Information given Block Start

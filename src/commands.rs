use base64::{engine::general_purpose::STANDARD, Engine as _};
use log::info;

use crate::error::AppError;
use crate::messages::CommandRequest;
use crate::state::AppState;

/// Handle one inbound command message.
///
/// Whole messages are serialized against each other by the command lock, on
/// top of the store's own write lock. Nothing propagates back to the sending
/// peer: every rejected command becomes exactly one error notice broadcast
/// and every accepted mutation raises the change signal.
pub async fn handle_command(text: &str, state: &AppState) {
    let _serial = state.command_lock.lock().await;

    let request: CommandRequest = match serde_json::from_str(text) {
        Ok(request) => request,
        Err(e) => {
            report(state, format!("Invalid command message: {e}")).await;
            return;
        }
    };

    match request.request_type.as_str() {
        // Signal commands address the external arbiter; acknowledged only.
        "SIGNAL" => info!("Arbiter signal command {} acknowledged", request.command),
        "PAYLOAD" => {
            if let Err(e) = dispatch_payload(&request, state).await {
                report(state, e.to_string()).await;
            }
        }
        other => {
            report(
                state,
                format!(
                    "Received invalid requestType, expected \"SIGNAL\" or \"PAYLOAD\", \
                     got {other}. Request ignored."
                ),
            )
            .await;
        }
    }
}

async fn dispatch_payload(request: &CommandRequest, state: &AppState) -> Result<(), AppError> {
    let payload = request.payload.as_deref().ok_or_else(|| {
        AppError::InvalidCommand(format!(
            "Payload command {} is missing its payload.",
            request.command
        ))
    })?;

    match request.command.as_str() {
        "ADD_USER" => state.engine.add_user(payload).await,
        "REMOVE_USER" => state.engine.remove_user(payload).await,
        "LOG_IMAGE" => {
            let image = decode_image_payload(payload)?;
            let identity = state.engine.decode_identity(&image);
            state.engine.log_event(identity).await
        }
        other => Err(AppError::InvalidCommand(format!(
            "Payload command {other} is invalid."
        ))),
    }
}

/// Decode a base64 image payload, stripping an optional data-URI header.
fn decode_image_payload(payload: &str) -> Result<Vec<u8>, AppError> {
    let encoded = if payload.starts_with("data:") {
        payload.split_once(',').map(|(_, rest)| rest).unwrap_or(payload)
    } else {
        payload
    };
    STANDARD
        .decode(encoded.trim())
        .map_err(|e| AppError::InvalidCommand(format!("Image payload is not valid base64: {e}")))
}

async fn report(state: &AppState, message: String) {
    state.observers.lock().await.push_error(message);
}
use std::sync::Arc;

use log::{debug, info};

use crate::error::AppError;
use crate::messages::{event_table_update, user_table_update};
use crate::state::observers::send_message;
use crate::state::{AppState, ObserverSender};

/// Observer broadcast loop.
///
/// Waits on the change signal, then pushes full current state to every
/// connected observer. Bursts of writes landing before a wake are collapsed
/// by the signal into a single broadcast cycle carrying the cumulative
/// state, so observers never miss an update — only redundant intermediate
/// snapshots. Returns only on storage failure, which the caller treats as
/// fatal.
pub async fn run(state: Arc<AppState>) -> Result<(), AppError> {
    info!("Broadcast loop started");
    loop {
        state.engine.signal().wait_then_clear().await;

        let logs = state.engine.store().all_logs().await?;
        let users = state.engine.store().all_users().await?;

        let observers = state.observers.lock().await;
        debug!(
            "Broadcasting snapshot ({} log entries, {} users) to {} observers",
            logs.len(),
            users.len(),
            observers.observer_count()
        );
        observers.broadcast(&event_table_update(&logs));
        observers.broadcast(&user_table_update(&users));
    }
}

/// Push one fresh snapshot pair to a single observer, used to catch up a
/// newly connected dashboard without waking everyone else.
pub async fn send_snapshot(state: &AppState, sender: &ObserverSender) -> Result<(), AppError> {
    let logs = state.engine.store().all_logs().await?;
    let users = state.engine.store().all_users().await?;
    send_message(sender, &event_table_update(&logs));
    send_message(sender, &user_table_update(&users));
    Ok(())
}
use std::collections::HashMap;

use hyper_tungstenite::tungstenite::Message;
use log::warn;
use tokio::sync::mpsc;

use crate::messages::{ErrorNotice, ServerMessage};

/// Channel end used to push frames at a single connected observer.
pub type ObserverSender = mpsc::UnboundedSender<Message>;

/// Connected dashboards plus the process-lifetime error notice buffer.
///
/// The buffer is append-only and replayed to every newly connected observer
/// so late joiners see the same operational history. It is intentionally
/// unbounded at this appliance's scale.
pub struct ObserverRegistry {
    senders: HashMap<String, ObserverSender>,
    errors: Vec<ErrorNotice>,
}

impl ObserverRegistry {
    pub fn new() -> Self {
        Self {
            senders: HashMap::new(),
            errors: Vec::new(),
        }
    }

    pub fn register(&mut self, id: String, sender: ObserverSender) {
        self.senders.insert(id, sender);
    }

    pub fn unregister(&mut self, id: &str) {
        self.senders.remove(id);
    }

    pub fn observer_count(&self) -> usize {
        self.senders.len()
    }

    /// Push one message to every connected observer. Send failures are
    /// ignored; a dead connection is cleaned up by its own handler.
    pub fn broadcast(&self, message: &ServerMessage) {
        let Ok(json) = serde_json::to_string(message) else {
            return;
        };
        for sender in self.senders.values() {
            let _ = sender.send(Message::Text(json.clone()));
        }
    }

    /// Append an error notice to the buffer and broadcast it.
    pub fn push_error(&mut self, message: String) {
        warn!("{message}");
        let notice = ErrorNotice::new(message);
        self.errors.push(notice.clone());
        self.broadcast(&ServerMessage::LogError(notice));
    }

    /// Replay the buffered notices, in order, to one newly connected
    /// observer.
    pub fn replay_errors(&self, sender: &ObserverSender) {
        for notice in &self.errors {
            send_message(sender, &ServerMessage::LogError(notice.clone()));
        }
    }

    pub fn errors(&self) -> &[ErrorNotice] {
        &self.errors
    }
}

impl Default for ObserverRegistry {
    fn default() -> Self {
        Self::new()
    }
}

/// Serialize and push one message at a single observer.
pub fn send_message(sender: &ObserverSender, message: &ServerMessage) {
    let Ok(json) = serde_json::to_string(message) else {
        return;
    };
    let _ = sender.send(Message::Text(json));
}
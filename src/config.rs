use std::{env, fmt::Display, path::PathBuf, str::FromStr};

use log::info;

/// Runtime configuration, read from the environment with logged defaults.
pub struct Config {
    pub port: u16,
    pub database_path: PathBuf,
    pub qr_dir: PathBuf,
}

impl Config {
    pub fn load() -> Self {
        Self {
            port: try_load("ATTENDANCE_PORT", "9001"),
            database_path: PathBuf::from(var_or("ATTENDANCE_DB", "attendance.db")),
            qr_dir: PathBuf::from(var_or("ATTENDANCE_QR_DIR", "qr")),
        }
    }
}

fn var_or(key: &str, default: &str) -> String {
    env::var(key).unwrap_or_else(|_| {
        info!("{key} not set, using default: {default}");
        default.to_string()
    })
}

fn try_load<T: FromStr>(key: &str, default: &str) -> T
where
    T::Err: Display,
{
    var_or(key, default)
        .parse()
        .map_err(|e| {
            log::warn!("Invalid {key} value: {e}");
        })
        .expect("Environment misconfigured!")
}
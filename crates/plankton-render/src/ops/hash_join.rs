//! `HashJoinExec`: exactly two inputs, asymmetric in role. The build side is
//! consumed into a hash table (drawn as an ellipse under the join box) and
//! the probe side streams against it, so the node's output cardinality is
//! the probe side's. Arrows from both children terminate on the ellipse.

use super::common::{detail_lines, draw_operator_box};
use crate::arrows::draw_converging_edge;
use crate::geom::{self, point, ELLIPSIS_THRESHOLD};
use crate::model::NodeLayout;
use crate::session::Session;
use crate::{Error, Result};
use plankton_core::{expr, PlanNode};

const HASH_LABEL: &str = "hash table";

pub(super) fn layout(s: &mut Session, node: &PlanNode, x: f64, y: f64) -> Result<NodeLayout> {
    if node.children.len() != 2 {
        return Err(Error::JoinArity {
            operator: node.operator.clone(),
            found: node.children.len(),
        });
    }

    let details = detail_lines(node, &["mode", "join_type", "on", "filter"]);
    let node_box = draw_operator_box(s, &node.operator, &details, x, y);

    let ew = s.cfg.box_width * 0.6;
    let eh = s.cfg.box_height * 0.55;
    let ellipse_x = node_box.center_x() - ew / 2.0;
    let ellipse_y = node_box.bottom() + 10.0;
    let ellipse_id = s.add_ellipse(ellipse_x, ellipse_y, ew, eh);
    let ellipse_center = point(node_box.center_x(), ellipse_y + eh / 2.0);
    {
        let size = s.cfg.detail_label_size();
        let color = s.cfg.box_stroke_color.clone();
        s.add_centered_text(ellipse_center.x, ellipse_center.y - size * 0.6, HASH_LABEL, size, &color);
    }

    let children_top = ellipse_y + eh + s.cfg.vertical_spacing;
    let offset = s.cfg.box_width + s.cfg.horizontal_spacing;

    let build_mark = s.mark();
    let build = super::layout_node(s, &node.children[0], node_box.x - offset, children_top, false)?;
    // Keep the build subtree clear of the center column.
    let limit = ellipse_x - s.cfg.horizontal_spacing / 2.0;
    let build = if build.subtree_max_x > limit {
        let dx = limit - build.subtree_max_x;
        s.translate_x(build_mark, dx);
        build.translated_x(dx)
    } else {
        build
    };

    let probe_mark = s.mark();
    let probe = super::layout_node(s, &node.children[1], node_box.x + offset, children_top, false)?;
    let limit = ellipse_x + ew + s.cfg.horizontal_spacing / 2.0;
    let probe = if probe.subtree_min_x < limit {
        let dx = limit - probe.subtree_min_x;
        s.translate_x(probe_mark, dx);
        probe.translated_x(dx)
    } else {
        probe
    };

    let build_count = build.output_arrow_count.max(1);
    draw_converging_edge(s, &build, build_count, ellipse_center, ew, eh, &ellipse_id);
    let probe_count = probe.output_arrow_count.max(1);
    draw_converging_edge(s, &probe, probe_count, ellipse_center, ew, eh, &ellipse_id);

    let count = probe.output_arrow_count;
    let positions = if count > 0 && count <= ELLIPSIS_THRESHOLD {
        geom::distribute_in_band(count, node_box.x, node_box.right())
    } else {
        Vec::new()
    };
    let columns = node
        .property("projection")
        .and_then(expr::bracket_list)
        .map(|items| {
            items
                .into_iter()
                .map(|i| expr::output_name(i).to_string())
                .collect()
        })
        .unwrap_or_default();

    Ok(NodeLayout {
        x: node_box.x,
        y: node_box.y,
        width: node_box.width,
        height: node_box.height,
        subtree_min_x: build.subtree_min_x.min(node_box.x),
        subtree_max_x: probe.subtree_max_x.max(node_box.right()),
        subtree_bottom: build.subtree_bottom.max(probe.subtree_bottom),
        anchor_id: node_box.id,
        output_arrow_count: count,
        output_arrow_positions: positions,
        output_columns: columns,
        output_sort_order: probe.output_sort_order,
    })
}
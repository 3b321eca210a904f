//! `SortMergeJoinExec`: exactly two sorted inputs that must agree on
//! partition count; a mismatch is a malformed plan, not something a diagram
//! can paper over. Each side's arrows converge on its half of the join box.

use super::common::{detail_lines, draw_operator_box, BoxShape};
use crate::geom::{self, point, ELLIPSIS_THRESHOLD};
use crate::model::NodeLayout;
use crate::session::Session;
use crate::{Error, Result};
use plankton_core::{expr, PlanNode};

pub(super) fn layout(s: &mut Session, node: &PlanNode, x: f64, y: f64) -> Result<NodeLayout> {
    if node.children.len() != 2 {
        return Err(Error::JoinArity {
            operator: node.operator.clone(),
            found: node.children.len(),
        });
    }

    let details = detail_lines(node, &["join_type", "on", "filter"]);
    let node_box = draw_operator_box(s, &node.operator, &details, x, y);

    let children_top = node_box.bottom() + s.cfg.vertical_spacing;
    let offset = s.cfg.box_width + s.cfg.horizontal_spacing;

    let left_mark = s.mark();
    let left = super::layout_node(s, &node.children[0], node_box.x - offset, children_top, false)?;
    let limit = node_box.x - s.cfg.horizontal_spacing / 2.0;
    let left = if left.subtree_max_x > limit {
        let dx = limit - left.subtree_max_x;
        s.translate_x(left_mark, dx);
        left.translated_x(dx)
    } else {
        left
    };

    let right_mark = s.mark();
    let right = super::layout_node(s, &node.children[1], node_box.x + offset, children_top, false)?;
    let limit = node_box.right() + s.cfg.horizontal_spacing / 2.0;
    let right = if right.subtree_min_x < limit {
        let dx = limit - right.subtree_min_x;
        s.translate_x(right_mark, dx);
        right.translated_x(dx)
    } else {
        right
    };

    if left.output_arrow_count != right.output_arrow_count {
        return Err(Error::MergeJoinPartitionMismatch {
            left: left.output_arrow_count,
            right: right.output_arrow_count,
        });
    }
    let count = left.output_arrow_count;

    let mid = node_box.center_x();
    draw_side(s, &left, count.max(1), &node_box, node_box.x, mid);
    draw_side(s, &right, count.max(1), &node_box, mid, node_box.right());

    let positions = if count > 0 && count <= ELLIPSIS_THRESHOLD {
        geom::distribute_in_band(count, node_box.x, node_box.right())
    } else {
        Vec::new()
    };

    let mut columns = left.output_columns.clone();
    for col in &right.output_columns {
        if !columns.contains(col) {
            columns.push(col.clone());
        }
    }
    let sort_order = join_keys(node);

    Ok(NodeLayout {
        x: node_box.x,
        y: node_box.y,
        width: node_box.width,
        height: node_box.height,
        subtree_min_x: left.subtree_min_x.min(node_box.x),
        subtree_max_x: right.subtree_max_x.max(node_box.right()),
        subtree_bottom: left.subtree_bottom.max(right.subtree_bottom),
        anchor_id: node_box.id,
        output_arrow_count: count,
        output_arrow_positions: positions,
        output_columns: columns,
        output_sort_order: sort_order,
    })
}

/// One side's bundle, attached along its half of the box bottom edge.
fn draw_side(
    s: &mut Session,
    child: &NodeLayout,
    count: usize,
    node_box: &BoxShape,
    left: f64,
    right: f64,
) {
    let (start_xs, end_xs, ellipsis) = if count <= ELLIPSIS_THRESHOLD {
        let starts = if child.output_arrow_positions.len() == count {
            child.output_arrow_positions.clone()
        } else {
            geom::distribute_in_band(count, child.x, child.x + child.width)
        };
        (starts, geom::distribute_in_band(count, left, right), None)
    } else {
        let start = geom::ellipsis_split(count, child.x, child.x + child.width);
        let end = geom::ellipsis_split(count, left, right);
        let glyph = start.ellipsis_at;
        (start.positions, end.positions, glyph)
    };

    for (&sx, &ex) in start_xs.iter().zip(end_xs.iter()) {
        s.add_arrow(
            point(sx, child.y),
            point(ex, node_box.bottom()),
            Some(&child.anchor_id),
            Some(&node_box.id),
        );
    }

    if let Some(x) = ellipsis {
        let size = s.cfg.font_size;
        let y = (child.y + node_box.bottom()) / 2.0;
        let color = s.cfg.arrow_stroke_color.clone();
        s.add_centered_text(x, y - size * 0.6, "…", size, &color);
    }

    let gap_mid = (child.y + node_box.bottom()) / 2.0;
    crate::arrows::draw_column_labels(s, child, &start_xs, gap_mid);
}

/// Sort keys implied by the join: the left column of each `on` pair.
fn join_keys(node: &PlanNode) -> Vec<String> {
    node.property("on")
        .and_then(expr::bracket_list)
        .map(|pairs| {
            pairs
                .into_iter()
                .filter_map(|pair| {
                    let inner = pair.trim().strip_prefix('(')?.strip_suffix(')')?;
                    let first = expr::split_top_level(inner, ',').into_iter().next()?;
                    Some(expr::strip_index(first).to_string())
                })
                .collect()
        })
        .unwrap_or_default()
}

Information given Block End

Where does the word "newly" occur in the data? Copy every line that has it.

/// newly connected dashboard without waking everyone else.
/// The buffer is append-only and replayed to every newly connected observer
    /// Replay the buffered notices, in order, to one newly connected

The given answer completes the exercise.